The promise of quick riches has lured investors around the world to Bitcoin and other cryptocurrencies. Following Bitcoin’s success, a legion of follow-on projects, imitators, and supporters have emerged. There was also an opportunity for thieves because where there is a promise of riches, there is an opportunity to steal it.
Cryptocurrency can be hacked if hackers exploit vulnerabilities, but it is only possible in certain situations. Is there a way to protect your investments and yourself?
Notes To Take Away
- Using cryptography to secure transactions and ownership data, cryptocurrency is a decentralized digital currency.
- Cryptocurrency transactions are recorded on a blockchain, a digital ledger.
- Due to blockchain technology’s concepts, it is virtually impossible to hack into it. The blockchain is not impenetrable, but there are weaknesses outside of it that make it vulnerable to thieves.
- Cryptocurrency wallets and exchange accounts can be hacked by hackers to steal cryptocurrency.
Unlike other digital currencies, Bitcoin is not governed or overseen by a central authority, group, or government.1 The emergence of digital currency was fueled by peer-to-peer transactions, leading to a digital world where anything could be represented with a blockchain token.
In a blockchain network, all transactions are recorded and verified by public ledgers. The transactions, pseudonymous addresses, and amounts transferred are all visible to everyone. Scripts, programming, and automated transaction validation processes ensure that no one is able to access, modify, or add entries to these public ledgers.
What Makes a Blockchain Secure?
Cryptographic techniques and consensus mechanisms are used in blockchains to provide security. Data from previous blocks are included in each new block of a blockchain using encryption. A chain of encrypted data connects the entire ledger. Creating a new block increases its security.
Since blockchain is already established, those who wish to hack into the network can do so without introducing malicious code or changing the network by brute force.
An Attack on a Blockchain: What Can Be Done?
A blockchain could be taken over by an attacker or group of attackers who control its hash rate, or computing power. By taking over the blockchain, they can make changes to transactions that were not confirmed by the blockchain before they took over. Six confirmations are required for a transaction to be considered successful.
Once the attackers gain access to the tokens used in transactions that the network hasn’t confirmed, they may use them. The altered blockchain would function however they programmed it to, and the coins would be transferred to anonymous addresses
Cryptocurrency hacks in places where they happen
In the blockchain, cryptocurrency ownership is tied to a token. Each token has a private key, which is held by its owner or custodian. Although the tokens and numbers themselves could be hacked, the encryption methods would make it difficult to succeed.
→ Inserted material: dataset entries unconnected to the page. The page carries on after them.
//! Channel teardown and client disconnect

mod common;

use std::sync::atomic::{AtomicBool, Ordering};
use std::sync::Arc;
use std::thread;
use std::time::Duration;

use common::{device, grant_request, PEER, SELF};
use nyx_veil::cleanup::CleanupReport;
use nyx_veil::types::ClientId;

#[test]
fn no_event_after_close_returns() {
    let (lb, device) = device();
    let client = ClientId(1);

    for _ in 0..20 {
        let (handle, event) = lb.create_event(client);
        let port = device.bind_unbound_channel(client, PEER, false, handle).unwrap();

        let stop = Arc::new(AtomicBool::new(false));
        let injector = {
            let lb = lb.clone();
            let stop = stop.clone();
            thread::spawn(move || {
                let mut cpu = 0;
                while !stop.load(Ordering::Relaxed) {
                    let _ = lb.inject(port, cpu);
                    cpu += 1;
                }
            })
        };

        thread::sleep(Duration::from_millis(2));
        device.close_channel(client, port).unwrap();
        event.reset();

        thread::sleep(Duration::from_millis(5));
        assert!(!event.is_set(), "event set after close of {port}");

        stop.store(true, Ordering::Relaxed);
        injector.join().unwrap();
    }
}

#[test]
fn signal_reaches_event_through_interdomain_loop() {
    let (lb, device) = device();
    let a = ClientId(1);
    let b = ClientId(2);
    let (ha, ea) = lb.create_event(a);
    let (hb, _) = lb.create_event(b);

    let a_port = device.bind_unbound_channel(a, SELF, false, ha).unwrap();
    let b_port = device
        .bind_interdomain_channel(b, SELF, a_port, false, hb)
        .unwrap();

    device.notify_channel(b, b_port).unwrap();
    assert!(ea.wait_timeout(Duration::from_secs(5)));

    // delivery re-arms, so a second notify arrives too
    device.notify_channel(b, b_port).unwrap();
    assert!(ea.wait_timeout(Duration::from_secs(5)));
}

#[test]
fn disconnect_tears_down_exactly_once() {
    let (lb, device) = device();
    let client = ClientId(1);
    let bystander = ClientId(2);
    let (handle, _) = lb.create_event(client);
    let (other, _) = lb.create_event(bystander);

    for i in 0..4 {
        device.add_watch(client, &format!("device/{i}"), handle).unwrap();
    }
    for _ in 0..3 {
        device.bind_unbound_channel(client, PEER, false, handle).unwrap();
    }
    device.add_watch(bystander, "device", other).unwrap();
    device.bind_unbound_channel(bystander, PEER, false, other).unwrap();
    device
        .permit_foreign_access(client, &grant_request(PEER, 1, 1))
        .unwrap();

    let report = device.cleanup_client(client);
    assert_eq!(report, CleanupReport { watches: 4, channels: 3 });
    assert_eq!(device.cleanup_client(client), CleanupReport::default());

    let stats = lb.stats();
    assert_eq!(stats.watches, 1);
    assert_eq!(stats.open_channels, 1);
    assert_eq!(stats.violations, 0);

    // parked grants need a cancel
    assert_eq!(device.pending_count(), 1);
    assert_eq!(device.cancel_client(client), 1);
    device.flush();
    assert_eq!(lb.stats().active_grants, 0);
}
//! Veil - development host daemon
//!
//! Runs the Veil core over the in-process loopback bus and serves it on a
//! Unix socket, one client per connection.

use anyhow::{Context, Result};
use clap::Parser;
use std::path::PathBuf;
use std::sync::Arc;
use tracing::info;
use tracing_subscriber::{layer::SubscriberExt, util::SubscriberInitExt};

use nyx_veil::bus::{Bus, Loopback};
use nyx_veil::config::VeilConfig;
use nyx_veil::device::Device;
use nyx_veil::ipc::{VeilServer, VeilState};

const VERSION: &str = env!("CARGO_PKG_VERSION");

/// Veil - foreign-domain memory and event bridge
#[derive(Parser, Debug)]
#[command(name = "veild", version, about)]
struct Args {
    /// Configuration file path
    #[arg(short, long, default_value = "/etc/veil/veil.toml", env = "VEIL_CONFIG")]
    config: PathBuf,

    /// Socket path (overrides the configuration)
    #[arg(long)]
    socket: Option<String>,

    /// Enable debug logging
    #[arg(short, long)]
    debug: bool,
}

#[tokio::main]
async fn main() -> Result<()> {
    let args = Args::parse();

    let config = VeilConfig::load(&args.config)
        .with_context(|| format!("loading {}", args.config.display()))?;

    // Initialize logging
    let log_level = if args.debug {
        "debug".to_string()
    } else {
        config.daemon.log_level.clone()
    };
    tracing_subscriber::registry()
        .with(tracing_subscriber::fmt::layer())
        .with(tracing_subscriber::EnvFilter::new(log_level))
        .init();

    info!("Starting Veil daemon v{}", VERSION);

    let loopback = Arc::new(Loopback::from_config(&config.loopback));
    info!(
        "loopback bus as dom{} ({} processors, {} page budget)",
        config.loopback.domain_id,
        loopback.processors(),
        config.loopback.memory_limit_pages
    );

    let device = Device::new(Bus::loopback(loopback.clone()), &config.device)
        .context("device initialization failed")?;
    let state = Arc::new(VeilState::new(device, loopback));

    let socket = args.socket.unwrap_or(config.daemon.socket_path);
    let server = VeilServer::new(&socket, state);

    tokio::select! {
        result = server.run() => result?,
        _ = tokio::signal::ctrl_c() => info!("Shutting down"),
    }

    Ok(())
}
Blockchain and cryptocurrency are weak because of encryption and how private keys are stored. Cryptocurrency professionals have a saying: Not your keys, not your coin.
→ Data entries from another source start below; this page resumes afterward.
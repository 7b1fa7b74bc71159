//! Veil configuration

use serde::{Deserialize, Serialize};
use std::path::Path;

/// Main configuration
#[derive(Debug, Clone, Default, Serialize, Deserialize)]
pub struct VeilConfig {
    /// Device and worker settings
    #[serde(default)]
    pub device: DeviceConfig,

    /// In-process bus used by the daemon
    #[serde(default)]
    pub loopback: LoopbackConfig,

    /// Daemon settings
    #[serde(default)]
    pub daemon: DaemonConfig,
}

/// Device configuration
#[derive(Debug, Clone, Serialize, Deserialize)]
pub struct DeviceConfig {
    /// Deferred signal workers (0 = one per available processor)
    #[serde(default)]
    pub deferred_workers: usize,

    /// Signals each deferred worker can hold before new ones are dropped
    #[serde(default = "default_deferred_queue_depth")]
    pub deferred_queue_depth: usize,

    /// Cancelled requests the cleanup worker can hold before cancel blocks
    #[serde(default = "default_cleanup_queue_depth")]
    pub cleanup_queue_depth: usize,
}

impl Default for DeviceConfig {
    fn default() -> Self {
        Self {
            deferred_workers: 0,
            deferred_queue_depth: default_deferred_queue_depth(),
            cleanup_queue_depth: default_cleanup_queue_depth(),
        }
    }
}

/// Loopback bus configuration
#[derive(Debug, Clone, Serialize, Deserialize)]
pub struct LoopbackConfig {
    /// Domain the loopback pretends to be
    #[serde(default)]
    pub domain_id: u16,

    /// Page budget for grant buffers
    #[serde(default = "default_memory_limit_pages")]
    pub memory_limit_pages: u64,

    /// Processor count reported to signal handlers
    #[serde(default = "default_processors")]
    pub processors: usize,
}

impl Default for LoopbackConfig {
    fn default() -> Self {
        Self {
            domain_id: 0,
            memory_limit_pages: default_memory_limit_pages(),
            processors: default_processors(),
        }
    }
}

/// Daemon configuration
#[derive(Debug, Clone, Serialize, Deserialize)]
pub struct DaemonConfig {
    /// Socket path for IPC
    #[serde(default = "default_socket_path")]
    pub socket_path: String,

    /// Log level
    #[serde(default = "default_log_level")]
    pub log_level: String,
}

impl Default for DaemonConfig {
    fn default() -> Self {
        Self {
            socket_path: default_socket_path(),
            log_level: default_log_level(),
        }
    }
}

// Default value functions
fn default_deferred_queue_depth() -> usize {
    256
}

fn default_cleanup_queue_depth() -> usize {
    64
}

fn default_memory_limit_pages() -> u64 {
    4 * 1024 * 1024 // 16 GiB of sparse frames
}

fn default_processors() -> usize {
    std::thread::available_parallelism()
        .map(|n| n.get())
        .unwrap_or(1)
}

fn default_socket_path() -> String {
    "/run/veil/veil.sock".to_string()
}

fn default_log_level() -> String {
    "info".to_string()
}

impl VeilConfig {
    /// Load configuration from file
    pub fn load(path: &Path) -> anyhow::Result<Self> {
        if path.exists() {
            let content = std::fs::read_to_string(path)?;
            let config: Self = toml::from_str(&content)?;
            Ok(config)
        } else {
            Ok(Self::default())
        }
    }

    /// Save configuration to file
    pub fn save(&self, path: &Path) -> anyhow::Result<()> {
        if let Some(parent) = path.parent() {
            std::fs::create_dir_all(parent)?;
        }
        let content = toml::to_string_pretty(self)?;
        std::fs::write(path, content)?;
        Ok(())
    }
}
According to this saying, if you do not control the keys to your crypto, you cannot control what happens to it, regardless of the circumstances. When you give someone control over your cryptocurrency by allowing them to store your keys for you, that entity is called a custodial relationship.
Private keys are stored in a wallet, where most hacks and thefts occur. On mobile devices and computers, Bitcoin wallets store private keys in software applications. On paper or on devices such as USB thumb drives, they can also be stored.
Either a hot or cold version of a wallet is connected to the internet (electronic or software). Hot and cold storage methods are offered by crypto exchanges for their users; custodial storage methods secure your keys.
Hacks on exchanges
Regardless of what a custodial key holder tells you or what level of security they advertise, they are a weak point. The majority of cryptocurrency exchanges hold their customers’ private keys in reserve for liquidity purposes. Hackers are attracted to them because of this.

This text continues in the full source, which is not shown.